価値観が全く違くても、恋に落ちればどうにかなると思っていた。
不安に思ってほしかったあの人の我儘の末が、自分じゃない誰かと一緒にいることなら、私とあの人の関係はそれまでだった。
不安を感じないのは、あの人のことを信じていたからだ。わかってほしかった、あの人の気持ちは、これからもわかることはないと思う。
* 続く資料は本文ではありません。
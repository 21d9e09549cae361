//! Per-model metrics.

use std::collections::BTreeMap;
use std::time::Duration;

use log::debug;
use serde_json::{Map, Value};

use crate::config::MODEL_METRIC_KEYS;
use crate::error_handling::FetchError;
use crate::fetch::PageFetcher;
use crate::models::{MetricValue, ModelRecord, ModelReference};
use crate::parse::tree::get_str;
use crate::parse::{best_record, coerce_int};

/// Builds a record from the best-scoring record on a model page.
///
/// Metric keys present in `info` are coerced to counts where possible and
/// passed through raw otherwise. The title falls back to the reference's.
pub fn model_record(reference: &ModelReference, url: String, info: &Map<String, Value>) -> ModelRecord {
    let metrics: BTreeMap<String, MetricValue> = MODEL_METRIC_KEYS
        .iter()
        .filter_map(|key| {
            let value = info.get(*key)?;
            let metric = match coerce_int(value) {
                Some(n) => MetricValue::Count(n),
                None => MetricValue::Raw(value.clone()),
            };
            Some((key.to_string(), metric))
        })
        .collect();

    ModelRecord {
        id: reference.id,
        slug: reference.slug.clone(),
        url,
        title: get_str(info, "title")
            .map(str::to_string)
            .or_else(|| reference.title.clone()),
        metrics,
    }
}

/// Fetches one model's detail page and extracts its metrics.
///
/// # Errors
///
/// Any `FetchError` from the page or its `__NEXT_DATA__` payload. A payload
/// with no recognizable model record is not an error: the record then has no
/// metrics and keeps the reference's title.
pub async fn fetch_model_metrics(
    fetcher: &PageFetcher,
    origin: &str,
    reference: &ModelReference,
    timeout: Duration,
) -> Result<ModelRecord, FetchError> {
    let url = reference.url(origin);
    let payload = fetcher.get_next_data(&url, timeout).await?;

    let empty = Map::new();
    let info = best_record(&payload).unwrap_or(&empty);
    let record = model_record(reference, url, info);
    debug!(
        "Model {}-{}: {} metric(s) found",
        record.id,
        record.slug,
        record.metrics.len()
    );
    Ok(record)
}

#[cfg(test)]
mod tests {
    use super::*;
    use serde_json::json;

    fn reference(title: Option<&str>) -> ModelReference {
        ModelReference::new(77, "vase", title.map(str::to_string))
    }

    fn info(value: Value) -> Map<String, Value> {
        value.as_object().cloned().unwrap()
    }

    #[test]
    fn test_model_record_coerces_metrics() {
        let record = model_record(
            &reference(None),
            "u".to_string(),
            &info(json!({
                "title": "Vase",
                "likeCount": 12,
                "downloadCount": "30",
                "printCount": "1.2k",
                "boost": null,
                "collectionCount": 5
            })),
        );
        assert_eq!(record.count("likeCount"), Some(12));
        assert_eq!(record.count("downloadCount"), Some(30));
        assert_eq!(
            record.metrics.get("printCount"),
            Some(&MetricValue::Raw(json!("1.2k")))
        );
        assert_eq!(record.metrics.get("boost"), Some(&MetricValue::Raw(Value::Null)));
        assert!(!record.metrics.contains_key("collectionCount"));
        assert_eq!(record.title.as_deref(), Some("Vase"));
    }

    #[test]
    fn test_model_record_title_falls_back_to_hint() {
        let hint = reference(Some("From listing"));
        let record = model_record(&hint, "u".to_string(), &info(json!({"title": 5})));
        assert_eq!(record.title.as_deref(), Some("From listing"));

        let record = model_record(&reference(None), "u".to_string(), &Map::new());
        assert_eq!(record.title, None);
        assert!(record.metrics.is_empty());
    }

    #[test]
    fn test_model_record_keeps_reference_identity() {
        let record = model_record(
            &reference(None),
            "https://makerworld.com/en/models/77-vase".to_string(),
            &info(json!({"id": 1, "slug": "other"})),
        );
        assert_eq!(record.id, 77);
        assert_eq!(record.slug, "vase");
        assert_eq!(record.url, "https://makerworld.com/en/models/77-vase");
    }
}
追いかけているのは自分ばかりだと思っていたのが、お互いの罪だった。しんどいのは自分ばかりだと思っていたから、私とあの人はは相手を傷つけることしかできなかった。
好きでもない女を抱くことができる理由を
好きでもない男に抱かれればわかると思った。
楠は、私の苦悩を“面白い”という一言で片づけて、あの日初めて私を抱いた。
「……っ、」
「冷たい方が、気持ちいい?」
「っ、ちが、」
「ああ、寒いんだっけ。じゃあとっとと抱いてやるよ」
コートも、セーターも、ヒートテックも、下着も。無理やり剥がして私の肌はあっという間に曝け出される。普段なら電気を消せというわたしに、抵抗させないように片手で口許を覆った楠は私を跨いで満足そうに笑った。
この表情を崩したかった。
ずっと、彼の思い通りのまま、私の気持ちなんてわかるはずもなく、そこら辺にいる女の中の一人として私を扱う彼に反抗も後腐れもない女をずっとやっていた。
どこか特別に感じてしまうようになった。それを期待だと思ってしまった頃には、もうわたしはどうしようもなかった。
彼には求めてはいけない。私と同じ気持ちを押し付けるわけにはいかない。じゃなかったら自然と訪れる別れまでに、私たちは終わっていただろう。